» Task inputs:
┄┄┄┄┄┄┄┄┄┄┄┄┄┄┄┄┄┄┄┄

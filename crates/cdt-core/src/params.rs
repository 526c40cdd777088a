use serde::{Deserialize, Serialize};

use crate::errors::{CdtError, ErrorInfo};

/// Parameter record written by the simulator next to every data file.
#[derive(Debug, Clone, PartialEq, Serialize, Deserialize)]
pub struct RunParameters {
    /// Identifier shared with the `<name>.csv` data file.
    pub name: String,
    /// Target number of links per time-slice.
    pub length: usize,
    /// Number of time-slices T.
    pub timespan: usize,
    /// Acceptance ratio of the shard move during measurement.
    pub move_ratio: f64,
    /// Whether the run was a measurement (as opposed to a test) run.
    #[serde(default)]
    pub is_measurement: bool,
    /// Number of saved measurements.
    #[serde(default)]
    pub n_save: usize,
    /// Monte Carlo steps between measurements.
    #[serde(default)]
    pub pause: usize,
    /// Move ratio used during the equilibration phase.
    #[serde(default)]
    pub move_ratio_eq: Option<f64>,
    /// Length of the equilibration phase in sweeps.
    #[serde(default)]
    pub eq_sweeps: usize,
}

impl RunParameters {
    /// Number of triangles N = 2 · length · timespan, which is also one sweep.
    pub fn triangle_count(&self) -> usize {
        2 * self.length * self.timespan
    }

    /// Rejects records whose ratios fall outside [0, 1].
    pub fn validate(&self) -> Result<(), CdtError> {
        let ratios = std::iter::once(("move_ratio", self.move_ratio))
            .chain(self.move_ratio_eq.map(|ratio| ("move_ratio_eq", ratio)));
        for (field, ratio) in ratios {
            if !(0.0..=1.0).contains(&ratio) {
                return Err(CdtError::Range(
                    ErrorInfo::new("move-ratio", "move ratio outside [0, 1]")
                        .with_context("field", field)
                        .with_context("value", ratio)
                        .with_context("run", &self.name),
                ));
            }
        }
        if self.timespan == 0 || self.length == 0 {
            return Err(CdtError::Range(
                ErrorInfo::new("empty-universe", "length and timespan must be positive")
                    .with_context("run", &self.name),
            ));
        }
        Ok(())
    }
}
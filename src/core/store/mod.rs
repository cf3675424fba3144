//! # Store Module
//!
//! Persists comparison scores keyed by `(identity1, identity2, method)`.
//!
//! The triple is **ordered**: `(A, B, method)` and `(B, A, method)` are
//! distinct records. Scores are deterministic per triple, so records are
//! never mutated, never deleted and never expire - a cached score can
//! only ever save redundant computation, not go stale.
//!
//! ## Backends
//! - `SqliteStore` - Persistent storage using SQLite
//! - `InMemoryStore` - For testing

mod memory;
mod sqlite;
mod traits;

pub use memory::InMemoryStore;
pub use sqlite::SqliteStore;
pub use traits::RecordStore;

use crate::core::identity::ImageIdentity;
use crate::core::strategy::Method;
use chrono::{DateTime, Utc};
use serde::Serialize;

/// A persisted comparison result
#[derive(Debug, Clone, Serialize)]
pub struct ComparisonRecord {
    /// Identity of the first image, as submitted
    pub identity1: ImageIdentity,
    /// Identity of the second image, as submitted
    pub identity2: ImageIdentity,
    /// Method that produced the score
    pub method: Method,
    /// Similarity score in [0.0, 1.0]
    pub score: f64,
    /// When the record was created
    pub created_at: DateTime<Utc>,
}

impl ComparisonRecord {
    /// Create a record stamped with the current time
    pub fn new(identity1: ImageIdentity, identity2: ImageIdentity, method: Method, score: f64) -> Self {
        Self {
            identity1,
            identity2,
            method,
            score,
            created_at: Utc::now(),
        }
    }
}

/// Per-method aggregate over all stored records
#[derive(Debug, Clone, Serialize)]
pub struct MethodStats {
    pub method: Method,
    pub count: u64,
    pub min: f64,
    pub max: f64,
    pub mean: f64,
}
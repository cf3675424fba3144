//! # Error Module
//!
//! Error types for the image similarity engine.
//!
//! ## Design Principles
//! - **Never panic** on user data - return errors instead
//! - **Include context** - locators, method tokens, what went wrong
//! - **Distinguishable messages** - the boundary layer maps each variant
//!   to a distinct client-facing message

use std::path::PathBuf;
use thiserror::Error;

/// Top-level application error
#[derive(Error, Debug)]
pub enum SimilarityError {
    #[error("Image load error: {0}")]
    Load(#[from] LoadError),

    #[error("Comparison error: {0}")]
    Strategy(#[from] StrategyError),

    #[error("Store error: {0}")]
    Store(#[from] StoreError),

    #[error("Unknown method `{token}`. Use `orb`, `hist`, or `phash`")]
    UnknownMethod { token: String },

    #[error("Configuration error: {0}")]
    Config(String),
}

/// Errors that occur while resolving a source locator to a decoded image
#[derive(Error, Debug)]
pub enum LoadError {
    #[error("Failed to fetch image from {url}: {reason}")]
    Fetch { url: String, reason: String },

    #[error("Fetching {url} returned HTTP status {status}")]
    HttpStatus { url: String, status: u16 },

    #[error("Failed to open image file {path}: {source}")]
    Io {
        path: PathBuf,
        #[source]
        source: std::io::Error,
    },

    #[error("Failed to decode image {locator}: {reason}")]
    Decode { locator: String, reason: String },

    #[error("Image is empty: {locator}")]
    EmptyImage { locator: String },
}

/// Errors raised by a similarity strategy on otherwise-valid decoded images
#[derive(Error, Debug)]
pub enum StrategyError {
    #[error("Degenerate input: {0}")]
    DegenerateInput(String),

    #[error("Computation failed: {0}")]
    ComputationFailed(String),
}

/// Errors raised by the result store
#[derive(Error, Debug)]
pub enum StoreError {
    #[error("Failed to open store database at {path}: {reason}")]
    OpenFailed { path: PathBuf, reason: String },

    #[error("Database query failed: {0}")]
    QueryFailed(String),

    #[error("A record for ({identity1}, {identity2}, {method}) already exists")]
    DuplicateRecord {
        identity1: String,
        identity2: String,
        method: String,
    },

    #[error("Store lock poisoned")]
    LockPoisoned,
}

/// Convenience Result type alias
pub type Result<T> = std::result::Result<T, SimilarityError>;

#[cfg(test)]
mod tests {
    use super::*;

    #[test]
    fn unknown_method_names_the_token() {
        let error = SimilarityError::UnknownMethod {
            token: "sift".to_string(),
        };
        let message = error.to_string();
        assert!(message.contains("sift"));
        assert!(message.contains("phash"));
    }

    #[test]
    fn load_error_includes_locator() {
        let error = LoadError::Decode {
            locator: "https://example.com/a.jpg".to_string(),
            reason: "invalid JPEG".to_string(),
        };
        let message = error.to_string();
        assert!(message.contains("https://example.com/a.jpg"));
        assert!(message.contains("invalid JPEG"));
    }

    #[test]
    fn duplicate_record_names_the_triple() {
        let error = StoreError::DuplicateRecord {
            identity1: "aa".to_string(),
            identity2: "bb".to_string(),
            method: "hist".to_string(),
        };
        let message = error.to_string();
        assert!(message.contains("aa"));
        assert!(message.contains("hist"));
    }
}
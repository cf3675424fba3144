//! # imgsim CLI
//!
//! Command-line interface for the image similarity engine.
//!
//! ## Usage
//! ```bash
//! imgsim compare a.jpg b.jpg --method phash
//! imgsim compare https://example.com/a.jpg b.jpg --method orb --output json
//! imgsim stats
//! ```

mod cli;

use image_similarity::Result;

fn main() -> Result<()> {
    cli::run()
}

┄┄┄┄┄┄┄┄┄┄┄┄┄┄┄┄┄┄┄┄

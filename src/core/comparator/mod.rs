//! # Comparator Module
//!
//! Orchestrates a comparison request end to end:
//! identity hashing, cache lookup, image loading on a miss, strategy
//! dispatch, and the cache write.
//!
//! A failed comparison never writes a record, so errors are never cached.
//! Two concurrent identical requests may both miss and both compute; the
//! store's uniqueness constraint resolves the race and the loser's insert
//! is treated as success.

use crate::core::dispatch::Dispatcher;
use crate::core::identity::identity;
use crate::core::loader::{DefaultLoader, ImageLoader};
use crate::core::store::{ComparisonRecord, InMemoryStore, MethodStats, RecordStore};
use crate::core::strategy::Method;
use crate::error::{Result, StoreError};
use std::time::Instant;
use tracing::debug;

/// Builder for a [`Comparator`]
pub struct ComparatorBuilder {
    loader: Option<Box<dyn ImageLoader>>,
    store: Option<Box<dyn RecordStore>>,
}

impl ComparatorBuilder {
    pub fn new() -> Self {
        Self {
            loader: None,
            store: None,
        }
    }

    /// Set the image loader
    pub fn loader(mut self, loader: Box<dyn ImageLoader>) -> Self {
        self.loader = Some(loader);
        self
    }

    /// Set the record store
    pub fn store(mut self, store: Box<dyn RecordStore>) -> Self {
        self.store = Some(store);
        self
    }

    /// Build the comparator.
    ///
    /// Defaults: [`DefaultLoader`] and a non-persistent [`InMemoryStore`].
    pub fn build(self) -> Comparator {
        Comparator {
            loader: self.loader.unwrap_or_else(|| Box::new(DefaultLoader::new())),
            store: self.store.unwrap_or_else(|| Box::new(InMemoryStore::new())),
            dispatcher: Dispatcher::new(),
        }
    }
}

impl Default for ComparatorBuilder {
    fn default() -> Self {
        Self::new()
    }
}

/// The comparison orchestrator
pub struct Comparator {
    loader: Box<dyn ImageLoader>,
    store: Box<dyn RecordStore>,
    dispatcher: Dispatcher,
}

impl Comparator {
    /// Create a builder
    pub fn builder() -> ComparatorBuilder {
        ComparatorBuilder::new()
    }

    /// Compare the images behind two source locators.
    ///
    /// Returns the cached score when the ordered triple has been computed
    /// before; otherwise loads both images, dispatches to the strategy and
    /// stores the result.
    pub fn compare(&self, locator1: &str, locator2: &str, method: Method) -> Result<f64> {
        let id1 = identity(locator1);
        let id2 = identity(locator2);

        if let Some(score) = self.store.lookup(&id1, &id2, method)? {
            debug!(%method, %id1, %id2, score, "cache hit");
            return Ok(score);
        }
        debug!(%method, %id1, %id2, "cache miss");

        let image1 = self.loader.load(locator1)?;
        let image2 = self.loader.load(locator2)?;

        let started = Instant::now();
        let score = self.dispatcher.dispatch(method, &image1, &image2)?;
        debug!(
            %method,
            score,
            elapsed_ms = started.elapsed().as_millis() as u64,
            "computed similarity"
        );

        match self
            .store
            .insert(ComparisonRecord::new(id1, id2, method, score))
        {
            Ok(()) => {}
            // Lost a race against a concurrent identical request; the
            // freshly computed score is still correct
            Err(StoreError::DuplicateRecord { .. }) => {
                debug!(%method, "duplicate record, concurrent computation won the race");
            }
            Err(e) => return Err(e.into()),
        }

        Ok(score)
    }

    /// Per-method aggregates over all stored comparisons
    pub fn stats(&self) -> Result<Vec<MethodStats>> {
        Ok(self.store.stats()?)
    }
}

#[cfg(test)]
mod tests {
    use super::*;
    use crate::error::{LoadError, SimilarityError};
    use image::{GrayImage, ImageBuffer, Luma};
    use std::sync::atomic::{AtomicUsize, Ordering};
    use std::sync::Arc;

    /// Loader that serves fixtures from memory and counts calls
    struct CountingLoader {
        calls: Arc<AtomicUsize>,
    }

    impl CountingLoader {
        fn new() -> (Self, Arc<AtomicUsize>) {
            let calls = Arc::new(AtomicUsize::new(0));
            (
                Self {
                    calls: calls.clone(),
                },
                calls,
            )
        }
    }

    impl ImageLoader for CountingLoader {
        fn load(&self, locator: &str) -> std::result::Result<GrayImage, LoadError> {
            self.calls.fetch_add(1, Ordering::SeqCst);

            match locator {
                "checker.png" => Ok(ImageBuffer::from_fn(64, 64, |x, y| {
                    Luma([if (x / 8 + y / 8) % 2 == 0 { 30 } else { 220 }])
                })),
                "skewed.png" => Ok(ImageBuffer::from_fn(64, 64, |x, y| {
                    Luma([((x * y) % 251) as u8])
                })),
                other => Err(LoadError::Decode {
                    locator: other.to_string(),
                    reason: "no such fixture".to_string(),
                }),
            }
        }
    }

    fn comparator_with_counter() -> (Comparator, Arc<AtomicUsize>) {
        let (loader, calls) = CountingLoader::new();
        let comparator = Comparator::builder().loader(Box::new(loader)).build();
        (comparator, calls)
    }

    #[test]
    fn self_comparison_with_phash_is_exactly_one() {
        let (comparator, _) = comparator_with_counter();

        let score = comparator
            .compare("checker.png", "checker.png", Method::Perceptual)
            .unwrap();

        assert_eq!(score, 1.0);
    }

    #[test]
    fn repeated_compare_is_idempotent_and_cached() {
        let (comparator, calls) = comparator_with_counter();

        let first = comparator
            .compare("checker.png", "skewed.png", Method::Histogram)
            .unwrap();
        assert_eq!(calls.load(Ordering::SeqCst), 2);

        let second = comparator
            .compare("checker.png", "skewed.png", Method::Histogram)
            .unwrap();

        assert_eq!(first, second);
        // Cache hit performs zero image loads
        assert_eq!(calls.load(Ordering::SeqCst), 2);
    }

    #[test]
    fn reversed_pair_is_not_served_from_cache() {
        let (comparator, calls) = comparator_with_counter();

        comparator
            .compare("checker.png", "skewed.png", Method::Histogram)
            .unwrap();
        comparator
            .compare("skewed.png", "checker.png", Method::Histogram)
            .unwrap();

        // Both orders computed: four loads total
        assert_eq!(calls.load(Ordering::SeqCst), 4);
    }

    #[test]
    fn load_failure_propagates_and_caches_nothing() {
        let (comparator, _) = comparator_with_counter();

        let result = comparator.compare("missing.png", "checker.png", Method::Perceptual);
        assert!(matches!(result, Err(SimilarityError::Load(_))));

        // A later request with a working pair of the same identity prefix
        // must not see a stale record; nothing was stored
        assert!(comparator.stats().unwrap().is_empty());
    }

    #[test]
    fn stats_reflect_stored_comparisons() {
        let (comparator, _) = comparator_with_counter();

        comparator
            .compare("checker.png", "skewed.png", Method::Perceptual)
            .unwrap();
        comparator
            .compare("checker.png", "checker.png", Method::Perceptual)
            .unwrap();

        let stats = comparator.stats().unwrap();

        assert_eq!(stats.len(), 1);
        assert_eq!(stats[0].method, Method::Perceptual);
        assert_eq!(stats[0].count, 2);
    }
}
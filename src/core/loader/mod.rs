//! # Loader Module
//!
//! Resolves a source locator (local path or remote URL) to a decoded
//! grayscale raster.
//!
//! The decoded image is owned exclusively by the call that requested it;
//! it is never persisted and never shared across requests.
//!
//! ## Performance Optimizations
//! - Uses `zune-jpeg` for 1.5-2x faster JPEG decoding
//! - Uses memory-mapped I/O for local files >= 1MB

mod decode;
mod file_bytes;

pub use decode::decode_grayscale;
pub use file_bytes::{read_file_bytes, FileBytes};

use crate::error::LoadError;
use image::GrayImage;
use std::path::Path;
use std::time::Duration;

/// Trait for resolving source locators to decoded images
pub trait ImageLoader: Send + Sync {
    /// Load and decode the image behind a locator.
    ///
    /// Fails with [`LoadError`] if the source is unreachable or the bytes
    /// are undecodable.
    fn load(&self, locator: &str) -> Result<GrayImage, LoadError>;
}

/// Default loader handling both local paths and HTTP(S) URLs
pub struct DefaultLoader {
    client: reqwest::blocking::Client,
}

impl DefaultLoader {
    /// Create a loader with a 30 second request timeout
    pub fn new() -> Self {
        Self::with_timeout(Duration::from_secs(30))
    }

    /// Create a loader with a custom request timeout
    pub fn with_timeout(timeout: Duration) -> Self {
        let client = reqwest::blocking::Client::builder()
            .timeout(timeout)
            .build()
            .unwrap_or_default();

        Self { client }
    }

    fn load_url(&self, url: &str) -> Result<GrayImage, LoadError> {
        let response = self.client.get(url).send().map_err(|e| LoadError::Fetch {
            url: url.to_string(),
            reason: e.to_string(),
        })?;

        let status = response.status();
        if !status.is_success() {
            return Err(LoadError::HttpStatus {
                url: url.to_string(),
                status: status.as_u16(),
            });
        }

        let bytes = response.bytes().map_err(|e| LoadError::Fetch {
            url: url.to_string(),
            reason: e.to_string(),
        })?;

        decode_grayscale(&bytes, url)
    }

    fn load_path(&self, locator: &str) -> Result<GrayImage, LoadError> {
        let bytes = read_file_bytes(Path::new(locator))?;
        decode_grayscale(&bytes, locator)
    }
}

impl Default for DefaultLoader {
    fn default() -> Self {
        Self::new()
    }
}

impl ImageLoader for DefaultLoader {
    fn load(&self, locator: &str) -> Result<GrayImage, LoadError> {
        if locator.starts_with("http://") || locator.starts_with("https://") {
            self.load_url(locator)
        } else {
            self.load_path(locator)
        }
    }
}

┄┄┄┄┄┄┄┄┄┄┄┄┄┄┄┄┄┄┄┄

» Task instructions: Of the entries above, repeat exactly the lines from the line with "filename crates/cdt-core/src/params.rs" through the line with "Identifier shared with", both of them included.

» Exercise answer:
filename crates/cdt-core/src/params.rs
repository 526c40cdd777088a
use serde::{Deserialize, Serialize};

use crate::errors::{CdtError, ErrorInfo};

/// Parameter record written by the simulator next to every data file.
#[derive(Debug, Clone, PartialEq, Serialize, Deserialize)]
pub struct RunParameters {
    /// Identifier shared with the `<name>.csv` data file.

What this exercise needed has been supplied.